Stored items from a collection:
==============================

use anyhow::Context;
use rosterd::config::RosterdConfig;
use rosterd::ipc;
use std::io::{self, BufRead, Write};

fn main() -> anyhow::Result<()> {
    env_logger::Builder::from_env(env_logger::Env::default().default_filter_or("info"))
        .target(env_logger::Target::Stderr)
        .init();

    let args: Vec<String> = std::env::args().collect();
    let config = RosterdConfig::resolve(&args).context("loading configuration")?;
    let mut state = ipc::AppState::new(config);

    if state.config.fixtures.load_on_start {
        let seed = state.config.fixtures.seed;
        let anchor = state
            .config
            .fixtures
            .today
            .unwrap_or_else(|| chrono::Local::now().date_naive());
        ipc::load_sample(&mut state, seed, anchor);
    }
    log::info!("rosterd {} ready", env!("CARGO_PKG_VERSION"));

    let stdin = io::stdin();
    let mut stdout = io::stdout();

    for line in stdin.lock().lines() {
        let line = match line {
            Ok(v) => v,
            Err(e) => {
                log::warn!("stdin closed: {}", e);
                break;
            }
        };
        if line.trim().is_empty() {
            continue;
        }

        let req: ipc::Request = match serde_json::from_str(&line) {
            Ok(v) => v,
            Err(e) => {
                // Can't reply without id.
                log::warn!("bad request line: {}", e);
                let resp = serde_json::json!({
                    "ok": false,
                    "error": { "code": "bad_json", "message": e.to_string() }
                });
                let _ = writeln!(stdout, "{}", resp);
                let _ = stdout.flush();
                continue;
            }
        };

        let resp = ipc::handle_request(&mut state, req);
        let _ = writeln!(
            stdout,
            "{}",
            serde_json::to_string(&resp).unwrap_or_else(|_| "{\"ok\":false}".to_string())
        );
        let _ = stdout.flush();
    }
    Ok(())
}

==============================

_AIM OF THE TASK_: Work through the data above and give the number of lines in which "warn" appears; add nothing else.

_SOLUTION TO THIS PROBLEM_: 2